╭──

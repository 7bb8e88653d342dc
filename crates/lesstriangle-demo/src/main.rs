mod app;
mod cli;
mod config;
mod exit;

use std::process::ExitCode;

use clap::Parser;

use lesstriangle_engine::device::GpuInit;
use lesstriangle_engine::logging::{init_logging, LoggingConfig};
use lesstriangle_engine::shader::{ProgramAssembler, ShaderProgram};
use lesstriangle_engine::window::Runtime;

use crate::app::ShaderDemo;
use crate::cli::Cli;
use crate::config::DemoConfig;
use crate::exit::Fatal;

fn main() -> ExitCode {
    let cli = Cli::parse();

    init_logging(LoggingConfig {
        env_filter: cli.log.clone(),
        ..LoggingConfig::default()
    });

    match run(&cli) {
        Ok(()) => ExitCode::SUCCESS,
        Err(fatal) => fatal.report(),
    }
}

fn run(cli: &Cli) -> Result<(), Fatal> {
    let (config, program) = prepare(cli)?;
    let demo = ShaderDemo::new(&program, &config);

    Runtime::run(config.runtime_config(), GpuInit::default(), demo)?;
    Ok(())
}

/// Resolves the configuration and assembles the program. No window is opened here.
fn prepare(cli: &Cli) -> Result<(DemoConfig, ShaderProgram), Fatal> {
    let config = DemoConfig::from_cli(cli).map_err(|e| Fatal::config(&e))?;

    println!("render mode: {}", config.render_mode);
    println!("lighting: {}", config.lighting);

    let program = ProgramAssembler::new(config.policy).assemble(&config.program)?;
    Ok((config, program))
}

╰──

Find the word "ProgramAssembler" in the data and copy out each line where it turns up.

use lesstriangle_engine::shader::{ProgramAssembler, ShaderProgram};
    let program = ProgramAssembler::new(config.policy).assemble(&config.program)?;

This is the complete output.